ASSIGNMENT:
Locate the line that contains "its load-time size." in the entries below, then repeat it and every following line through the line that contains "with integer floor", exactly, and no others.

------ GIVEN DATA ------

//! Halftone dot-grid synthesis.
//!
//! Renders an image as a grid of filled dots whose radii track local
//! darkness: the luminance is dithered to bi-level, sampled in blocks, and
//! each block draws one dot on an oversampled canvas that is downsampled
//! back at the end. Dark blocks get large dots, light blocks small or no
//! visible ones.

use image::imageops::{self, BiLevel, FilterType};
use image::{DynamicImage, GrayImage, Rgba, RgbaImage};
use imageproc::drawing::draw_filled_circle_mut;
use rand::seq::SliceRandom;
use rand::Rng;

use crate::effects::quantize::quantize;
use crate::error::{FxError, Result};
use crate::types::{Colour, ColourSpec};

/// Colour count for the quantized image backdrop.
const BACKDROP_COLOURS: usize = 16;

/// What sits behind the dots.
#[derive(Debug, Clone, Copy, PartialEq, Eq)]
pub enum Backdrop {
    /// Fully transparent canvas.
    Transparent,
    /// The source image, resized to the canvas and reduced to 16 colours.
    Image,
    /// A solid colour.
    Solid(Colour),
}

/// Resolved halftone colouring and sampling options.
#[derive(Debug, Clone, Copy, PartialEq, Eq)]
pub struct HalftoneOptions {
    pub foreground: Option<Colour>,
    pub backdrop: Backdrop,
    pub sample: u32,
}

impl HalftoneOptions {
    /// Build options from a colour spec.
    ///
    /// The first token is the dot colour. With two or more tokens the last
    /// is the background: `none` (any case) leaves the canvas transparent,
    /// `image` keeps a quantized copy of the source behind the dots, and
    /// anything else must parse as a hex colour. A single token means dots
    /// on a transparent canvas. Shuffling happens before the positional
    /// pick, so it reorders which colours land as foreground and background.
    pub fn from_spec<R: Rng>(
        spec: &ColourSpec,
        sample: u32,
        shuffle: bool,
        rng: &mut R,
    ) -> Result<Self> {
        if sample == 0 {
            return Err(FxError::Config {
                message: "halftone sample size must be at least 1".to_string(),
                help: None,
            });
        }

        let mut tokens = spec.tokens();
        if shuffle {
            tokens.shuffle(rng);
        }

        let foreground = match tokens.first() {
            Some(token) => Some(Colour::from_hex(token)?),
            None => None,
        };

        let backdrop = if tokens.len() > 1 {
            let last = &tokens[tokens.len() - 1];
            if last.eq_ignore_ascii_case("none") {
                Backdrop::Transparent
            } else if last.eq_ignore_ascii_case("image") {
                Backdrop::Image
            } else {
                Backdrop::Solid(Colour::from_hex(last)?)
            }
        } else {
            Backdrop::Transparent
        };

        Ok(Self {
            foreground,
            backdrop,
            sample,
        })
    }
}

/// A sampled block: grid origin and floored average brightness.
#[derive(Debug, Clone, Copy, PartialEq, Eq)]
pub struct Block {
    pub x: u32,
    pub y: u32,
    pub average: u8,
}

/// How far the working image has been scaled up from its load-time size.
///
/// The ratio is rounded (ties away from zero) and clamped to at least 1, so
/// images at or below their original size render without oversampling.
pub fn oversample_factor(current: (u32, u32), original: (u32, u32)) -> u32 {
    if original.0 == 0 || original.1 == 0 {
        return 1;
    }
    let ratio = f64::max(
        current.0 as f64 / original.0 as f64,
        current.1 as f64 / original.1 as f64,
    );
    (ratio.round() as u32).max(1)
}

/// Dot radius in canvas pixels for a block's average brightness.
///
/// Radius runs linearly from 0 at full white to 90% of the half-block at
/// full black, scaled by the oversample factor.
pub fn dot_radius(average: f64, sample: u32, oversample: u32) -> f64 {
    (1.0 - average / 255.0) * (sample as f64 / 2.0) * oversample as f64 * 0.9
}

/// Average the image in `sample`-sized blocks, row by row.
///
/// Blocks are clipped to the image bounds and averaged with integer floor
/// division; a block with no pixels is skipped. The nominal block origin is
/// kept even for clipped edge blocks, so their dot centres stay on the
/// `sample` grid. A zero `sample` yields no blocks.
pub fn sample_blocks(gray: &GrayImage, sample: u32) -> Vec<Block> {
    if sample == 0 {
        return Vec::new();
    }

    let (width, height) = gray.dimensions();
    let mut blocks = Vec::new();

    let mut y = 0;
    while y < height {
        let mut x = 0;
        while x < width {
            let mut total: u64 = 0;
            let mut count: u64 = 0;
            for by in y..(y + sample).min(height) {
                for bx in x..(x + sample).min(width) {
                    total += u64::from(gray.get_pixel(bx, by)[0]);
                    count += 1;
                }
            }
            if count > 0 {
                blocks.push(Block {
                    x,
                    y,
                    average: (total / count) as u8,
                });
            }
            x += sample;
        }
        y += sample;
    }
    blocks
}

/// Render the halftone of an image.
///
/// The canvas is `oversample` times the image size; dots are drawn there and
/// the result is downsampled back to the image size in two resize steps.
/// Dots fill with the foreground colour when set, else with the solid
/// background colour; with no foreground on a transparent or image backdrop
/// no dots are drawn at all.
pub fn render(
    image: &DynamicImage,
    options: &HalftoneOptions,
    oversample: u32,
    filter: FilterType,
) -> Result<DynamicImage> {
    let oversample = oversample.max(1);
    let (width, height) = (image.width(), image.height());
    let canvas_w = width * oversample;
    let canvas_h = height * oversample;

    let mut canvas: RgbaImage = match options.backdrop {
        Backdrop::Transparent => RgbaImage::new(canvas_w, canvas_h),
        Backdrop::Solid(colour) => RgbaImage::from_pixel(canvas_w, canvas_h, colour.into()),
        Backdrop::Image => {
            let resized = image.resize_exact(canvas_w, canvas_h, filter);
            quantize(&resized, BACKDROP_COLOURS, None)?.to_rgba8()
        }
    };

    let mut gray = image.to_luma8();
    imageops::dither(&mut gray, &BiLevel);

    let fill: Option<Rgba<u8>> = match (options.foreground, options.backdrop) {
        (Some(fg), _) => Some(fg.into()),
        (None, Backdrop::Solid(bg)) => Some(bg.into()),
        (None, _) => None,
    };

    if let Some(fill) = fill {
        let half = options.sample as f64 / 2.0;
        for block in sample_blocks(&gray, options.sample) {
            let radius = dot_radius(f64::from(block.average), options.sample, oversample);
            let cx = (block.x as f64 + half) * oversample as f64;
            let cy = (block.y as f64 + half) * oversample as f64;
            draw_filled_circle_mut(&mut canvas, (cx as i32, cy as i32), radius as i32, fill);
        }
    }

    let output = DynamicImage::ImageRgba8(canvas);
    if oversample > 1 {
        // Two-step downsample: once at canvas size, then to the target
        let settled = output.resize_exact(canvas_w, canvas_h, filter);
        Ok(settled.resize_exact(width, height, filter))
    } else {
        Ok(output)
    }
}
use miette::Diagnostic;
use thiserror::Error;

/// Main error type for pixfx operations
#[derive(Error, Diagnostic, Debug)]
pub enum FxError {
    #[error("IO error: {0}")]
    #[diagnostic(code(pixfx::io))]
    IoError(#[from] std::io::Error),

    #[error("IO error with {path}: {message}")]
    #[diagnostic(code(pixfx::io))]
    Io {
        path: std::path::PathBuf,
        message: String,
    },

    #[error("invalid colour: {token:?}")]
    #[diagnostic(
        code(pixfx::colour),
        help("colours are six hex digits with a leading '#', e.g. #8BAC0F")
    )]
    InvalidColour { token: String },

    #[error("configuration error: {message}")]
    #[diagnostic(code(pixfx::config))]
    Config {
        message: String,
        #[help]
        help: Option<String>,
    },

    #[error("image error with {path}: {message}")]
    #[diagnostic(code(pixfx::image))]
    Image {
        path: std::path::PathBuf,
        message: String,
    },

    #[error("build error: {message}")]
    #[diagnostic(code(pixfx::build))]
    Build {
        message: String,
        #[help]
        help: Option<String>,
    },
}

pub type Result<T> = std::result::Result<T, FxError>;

------
------ GIVEN DATA ------

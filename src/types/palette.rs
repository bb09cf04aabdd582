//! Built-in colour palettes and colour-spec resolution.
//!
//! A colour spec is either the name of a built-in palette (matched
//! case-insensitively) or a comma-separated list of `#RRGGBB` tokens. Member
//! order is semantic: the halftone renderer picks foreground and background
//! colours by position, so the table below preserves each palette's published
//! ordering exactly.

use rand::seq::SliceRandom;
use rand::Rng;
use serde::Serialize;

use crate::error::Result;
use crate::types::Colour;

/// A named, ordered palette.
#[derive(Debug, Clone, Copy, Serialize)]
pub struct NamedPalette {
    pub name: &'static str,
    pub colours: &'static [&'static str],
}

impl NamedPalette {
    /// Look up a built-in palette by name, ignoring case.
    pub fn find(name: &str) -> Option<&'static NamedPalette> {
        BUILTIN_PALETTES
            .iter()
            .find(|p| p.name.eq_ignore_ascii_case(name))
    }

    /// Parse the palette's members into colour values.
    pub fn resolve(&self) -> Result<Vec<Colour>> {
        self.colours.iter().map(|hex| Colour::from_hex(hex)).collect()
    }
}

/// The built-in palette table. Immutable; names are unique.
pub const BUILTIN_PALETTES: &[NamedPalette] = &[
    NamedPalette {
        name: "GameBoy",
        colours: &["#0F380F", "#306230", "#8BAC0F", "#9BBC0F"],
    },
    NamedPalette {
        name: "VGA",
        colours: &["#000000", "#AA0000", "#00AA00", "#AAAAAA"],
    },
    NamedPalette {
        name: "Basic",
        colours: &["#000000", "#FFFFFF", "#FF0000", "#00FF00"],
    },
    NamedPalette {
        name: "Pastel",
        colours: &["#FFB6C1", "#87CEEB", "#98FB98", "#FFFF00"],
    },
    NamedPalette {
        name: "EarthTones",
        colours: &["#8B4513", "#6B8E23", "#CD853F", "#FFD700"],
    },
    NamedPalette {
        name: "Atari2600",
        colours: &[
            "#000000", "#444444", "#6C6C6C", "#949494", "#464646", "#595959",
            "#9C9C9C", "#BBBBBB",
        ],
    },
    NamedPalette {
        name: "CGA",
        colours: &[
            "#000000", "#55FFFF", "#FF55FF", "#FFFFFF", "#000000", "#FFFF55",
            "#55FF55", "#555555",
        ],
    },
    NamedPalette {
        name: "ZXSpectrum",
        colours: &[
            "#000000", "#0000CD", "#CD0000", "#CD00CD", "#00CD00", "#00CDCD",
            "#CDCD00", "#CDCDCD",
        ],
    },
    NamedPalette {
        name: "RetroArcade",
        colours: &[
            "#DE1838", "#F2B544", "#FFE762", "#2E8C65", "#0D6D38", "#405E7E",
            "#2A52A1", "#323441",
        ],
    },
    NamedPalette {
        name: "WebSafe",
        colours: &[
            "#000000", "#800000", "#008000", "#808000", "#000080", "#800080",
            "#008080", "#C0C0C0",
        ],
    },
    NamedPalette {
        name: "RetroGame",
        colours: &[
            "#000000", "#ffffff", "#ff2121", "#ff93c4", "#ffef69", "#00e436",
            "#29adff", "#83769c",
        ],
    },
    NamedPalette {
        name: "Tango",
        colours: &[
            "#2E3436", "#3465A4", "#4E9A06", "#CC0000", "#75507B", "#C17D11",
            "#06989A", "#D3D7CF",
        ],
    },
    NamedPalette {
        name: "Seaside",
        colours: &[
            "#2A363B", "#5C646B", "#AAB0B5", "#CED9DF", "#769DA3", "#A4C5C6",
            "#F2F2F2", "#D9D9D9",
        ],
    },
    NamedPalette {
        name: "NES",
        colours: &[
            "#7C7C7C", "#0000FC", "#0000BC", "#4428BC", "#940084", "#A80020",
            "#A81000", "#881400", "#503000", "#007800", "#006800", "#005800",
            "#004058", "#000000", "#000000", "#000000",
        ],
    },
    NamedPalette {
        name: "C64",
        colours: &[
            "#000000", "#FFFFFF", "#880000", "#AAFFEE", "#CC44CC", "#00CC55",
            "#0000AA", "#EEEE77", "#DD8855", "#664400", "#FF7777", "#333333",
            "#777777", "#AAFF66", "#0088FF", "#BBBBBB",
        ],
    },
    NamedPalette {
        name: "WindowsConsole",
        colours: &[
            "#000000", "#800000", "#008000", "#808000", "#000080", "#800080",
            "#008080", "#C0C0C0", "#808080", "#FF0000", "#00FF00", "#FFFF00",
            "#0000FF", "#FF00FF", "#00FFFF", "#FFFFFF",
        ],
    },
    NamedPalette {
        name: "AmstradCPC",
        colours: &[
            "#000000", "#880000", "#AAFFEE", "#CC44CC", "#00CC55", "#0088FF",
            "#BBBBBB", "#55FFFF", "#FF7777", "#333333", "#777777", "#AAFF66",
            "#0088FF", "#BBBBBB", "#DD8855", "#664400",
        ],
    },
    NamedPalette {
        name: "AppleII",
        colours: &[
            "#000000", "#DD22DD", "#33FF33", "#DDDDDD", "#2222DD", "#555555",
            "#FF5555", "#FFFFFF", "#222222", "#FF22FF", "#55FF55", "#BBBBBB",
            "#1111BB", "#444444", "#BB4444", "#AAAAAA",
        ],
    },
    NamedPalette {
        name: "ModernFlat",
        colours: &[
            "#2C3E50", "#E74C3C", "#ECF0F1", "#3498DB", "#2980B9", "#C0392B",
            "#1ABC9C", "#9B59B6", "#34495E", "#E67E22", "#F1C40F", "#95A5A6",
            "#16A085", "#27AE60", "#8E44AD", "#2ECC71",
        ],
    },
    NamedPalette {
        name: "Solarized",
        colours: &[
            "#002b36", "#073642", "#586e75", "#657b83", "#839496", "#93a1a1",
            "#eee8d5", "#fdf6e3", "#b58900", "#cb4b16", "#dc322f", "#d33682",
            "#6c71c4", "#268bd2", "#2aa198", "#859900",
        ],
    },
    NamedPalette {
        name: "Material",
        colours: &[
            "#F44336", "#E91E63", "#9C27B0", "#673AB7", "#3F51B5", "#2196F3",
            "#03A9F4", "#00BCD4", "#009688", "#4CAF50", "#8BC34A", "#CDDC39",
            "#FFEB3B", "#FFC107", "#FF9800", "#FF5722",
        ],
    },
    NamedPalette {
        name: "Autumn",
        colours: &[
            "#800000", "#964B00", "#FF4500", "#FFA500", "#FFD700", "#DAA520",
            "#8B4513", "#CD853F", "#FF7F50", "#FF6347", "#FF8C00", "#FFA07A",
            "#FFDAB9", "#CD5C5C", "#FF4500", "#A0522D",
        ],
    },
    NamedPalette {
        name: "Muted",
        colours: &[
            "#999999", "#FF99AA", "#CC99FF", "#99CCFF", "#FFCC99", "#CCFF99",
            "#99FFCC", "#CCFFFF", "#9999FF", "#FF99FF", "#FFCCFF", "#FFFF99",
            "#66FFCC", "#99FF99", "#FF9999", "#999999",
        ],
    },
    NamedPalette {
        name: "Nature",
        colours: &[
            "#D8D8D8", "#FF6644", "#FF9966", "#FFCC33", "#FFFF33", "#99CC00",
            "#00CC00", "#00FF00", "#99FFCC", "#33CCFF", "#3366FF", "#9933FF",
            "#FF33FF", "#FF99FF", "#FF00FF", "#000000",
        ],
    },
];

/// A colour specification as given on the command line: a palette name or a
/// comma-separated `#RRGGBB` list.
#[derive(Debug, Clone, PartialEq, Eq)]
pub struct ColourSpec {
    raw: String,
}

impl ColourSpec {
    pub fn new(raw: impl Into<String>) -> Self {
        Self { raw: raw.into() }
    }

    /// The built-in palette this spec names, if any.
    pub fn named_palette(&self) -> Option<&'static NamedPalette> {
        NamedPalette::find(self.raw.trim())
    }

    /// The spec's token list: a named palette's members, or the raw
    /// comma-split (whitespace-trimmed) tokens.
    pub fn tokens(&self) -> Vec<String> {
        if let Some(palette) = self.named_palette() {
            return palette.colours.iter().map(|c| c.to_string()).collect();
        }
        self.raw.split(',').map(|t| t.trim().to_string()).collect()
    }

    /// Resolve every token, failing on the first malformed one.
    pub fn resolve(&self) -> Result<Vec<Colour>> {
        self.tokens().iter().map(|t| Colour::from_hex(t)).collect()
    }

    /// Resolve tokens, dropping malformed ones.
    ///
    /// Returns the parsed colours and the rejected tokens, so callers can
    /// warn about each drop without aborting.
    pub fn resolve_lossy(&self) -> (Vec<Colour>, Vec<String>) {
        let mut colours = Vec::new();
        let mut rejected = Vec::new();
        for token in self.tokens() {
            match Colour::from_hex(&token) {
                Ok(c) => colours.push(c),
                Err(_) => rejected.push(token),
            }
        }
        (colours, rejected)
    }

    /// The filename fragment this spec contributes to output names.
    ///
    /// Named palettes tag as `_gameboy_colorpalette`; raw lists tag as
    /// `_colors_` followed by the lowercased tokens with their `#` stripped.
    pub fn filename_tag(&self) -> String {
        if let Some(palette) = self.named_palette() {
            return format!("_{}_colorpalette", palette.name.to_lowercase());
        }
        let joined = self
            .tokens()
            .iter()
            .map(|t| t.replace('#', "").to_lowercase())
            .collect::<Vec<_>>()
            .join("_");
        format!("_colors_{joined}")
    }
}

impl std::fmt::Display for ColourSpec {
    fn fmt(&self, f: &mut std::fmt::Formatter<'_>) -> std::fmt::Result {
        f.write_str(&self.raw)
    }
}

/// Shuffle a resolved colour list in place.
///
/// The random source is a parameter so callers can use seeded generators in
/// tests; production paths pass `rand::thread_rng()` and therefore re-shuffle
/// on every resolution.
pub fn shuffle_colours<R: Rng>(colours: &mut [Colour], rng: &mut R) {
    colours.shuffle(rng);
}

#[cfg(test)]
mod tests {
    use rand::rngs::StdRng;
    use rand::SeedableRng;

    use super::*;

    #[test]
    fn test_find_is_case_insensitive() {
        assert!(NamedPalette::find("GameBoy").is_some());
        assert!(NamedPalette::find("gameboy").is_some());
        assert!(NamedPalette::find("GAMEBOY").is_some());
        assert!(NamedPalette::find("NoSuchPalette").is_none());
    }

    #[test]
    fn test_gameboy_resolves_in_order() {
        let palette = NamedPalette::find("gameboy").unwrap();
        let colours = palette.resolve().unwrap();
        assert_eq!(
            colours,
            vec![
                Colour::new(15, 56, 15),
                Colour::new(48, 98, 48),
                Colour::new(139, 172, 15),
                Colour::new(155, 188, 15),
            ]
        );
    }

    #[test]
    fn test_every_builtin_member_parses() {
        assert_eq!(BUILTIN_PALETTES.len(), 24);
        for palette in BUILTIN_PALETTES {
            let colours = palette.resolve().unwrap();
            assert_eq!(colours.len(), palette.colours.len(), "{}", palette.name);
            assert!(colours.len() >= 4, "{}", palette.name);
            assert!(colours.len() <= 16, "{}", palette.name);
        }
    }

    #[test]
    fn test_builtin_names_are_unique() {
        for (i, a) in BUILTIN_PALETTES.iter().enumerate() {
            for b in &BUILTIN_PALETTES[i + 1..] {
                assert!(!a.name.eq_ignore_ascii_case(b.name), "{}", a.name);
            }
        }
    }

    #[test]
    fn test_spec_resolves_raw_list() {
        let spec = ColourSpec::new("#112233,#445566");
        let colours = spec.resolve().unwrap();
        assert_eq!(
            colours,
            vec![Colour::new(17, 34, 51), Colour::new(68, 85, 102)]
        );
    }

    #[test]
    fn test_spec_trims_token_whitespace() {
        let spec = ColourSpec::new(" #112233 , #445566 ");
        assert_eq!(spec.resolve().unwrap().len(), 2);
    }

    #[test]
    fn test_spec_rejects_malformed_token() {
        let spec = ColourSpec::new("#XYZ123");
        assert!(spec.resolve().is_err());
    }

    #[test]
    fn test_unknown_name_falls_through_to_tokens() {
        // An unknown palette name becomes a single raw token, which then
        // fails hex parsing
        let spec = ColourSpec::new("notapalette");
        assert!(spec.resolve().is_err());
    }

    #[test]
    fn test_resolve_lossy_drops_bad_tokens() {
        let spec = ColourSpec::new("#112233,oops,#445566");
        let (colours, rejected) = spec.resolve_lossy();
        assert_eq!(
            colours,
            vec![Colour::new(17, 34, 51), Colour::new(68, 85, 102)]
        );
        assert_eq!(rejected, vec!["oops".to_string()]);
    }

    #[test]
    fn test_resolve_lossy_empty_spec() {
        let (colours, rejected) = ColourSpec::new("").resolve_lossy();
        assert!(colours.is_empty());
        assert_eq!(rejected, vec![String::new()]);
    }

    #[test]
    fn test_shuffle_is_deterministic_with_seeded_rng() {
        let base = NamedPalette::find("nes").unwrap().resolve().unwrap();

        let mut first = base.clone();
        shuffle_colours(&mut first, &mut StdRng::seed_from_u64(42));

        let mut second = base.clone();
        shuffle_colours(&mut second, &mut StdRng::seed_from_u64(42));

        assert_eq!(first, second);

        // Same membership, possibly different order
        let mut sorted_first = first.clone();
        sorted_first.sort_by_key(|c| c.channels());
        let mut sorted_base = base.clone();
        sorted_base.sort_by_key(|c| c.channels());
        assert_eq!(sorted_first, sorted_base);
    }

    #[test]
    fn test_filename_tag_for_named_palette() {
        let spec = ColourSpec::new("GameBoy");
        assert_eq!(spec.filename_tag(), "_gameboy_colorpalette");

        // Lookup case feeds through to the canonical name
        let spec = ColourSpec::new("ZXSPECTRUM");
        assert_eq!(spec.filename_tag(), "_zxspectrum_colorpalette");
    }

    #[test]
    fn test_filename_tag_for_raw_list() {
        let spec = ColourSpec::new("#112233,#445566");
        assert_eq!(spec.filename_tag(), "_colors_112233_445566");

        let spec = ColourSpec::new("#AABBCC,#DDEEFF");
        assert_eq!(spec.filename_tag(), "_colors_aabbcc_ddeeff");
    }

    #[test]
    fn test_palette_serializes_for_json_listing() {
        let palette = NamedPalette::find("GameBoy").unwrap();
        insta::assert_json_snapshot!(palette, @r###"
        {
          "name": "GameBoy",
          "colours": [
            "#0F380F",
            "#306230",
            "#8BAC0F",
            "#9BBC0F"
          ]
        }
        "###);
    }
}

------

EXERCISE ANSWER:
/// How far the working image has been scaled up from its load-time size.
///
/// The ratio is rounded (ties away from zero) and clamped to at least 1, so
/// images at or below their original size render without oversampling.
pub fn oversample_factor(current: (u32, u32), original: (u32, u32)) -> u32 {
    if original.0 == 0 || original.1 == 0 {
        return 1;
    }
    let ratio = f64::max(
        current.0 as f64 / original.0 as f64,
        current.1 as f64 / original.1 as f64,
    );
    (ratio.round() as u32).max(1)
}

/// Dot radius in canvas pixels for a block's average brightness.
///
/// Radius runs linearly from 0 at full white to 90% of the half-block at
/// full black, scaled by the oversample factor.
pub fn dot_radius(average: f64, sample: u32, oversample: u32) -> f64 {
    (1.0 - average / 255.0) * (sample as f64 / 2.0) * oversample as f64 * 0.9
}

/// Average the image in `sample`-sized blocks, row by row.
///
/// Blocks are clipped to the image bounds and averaged with integer floor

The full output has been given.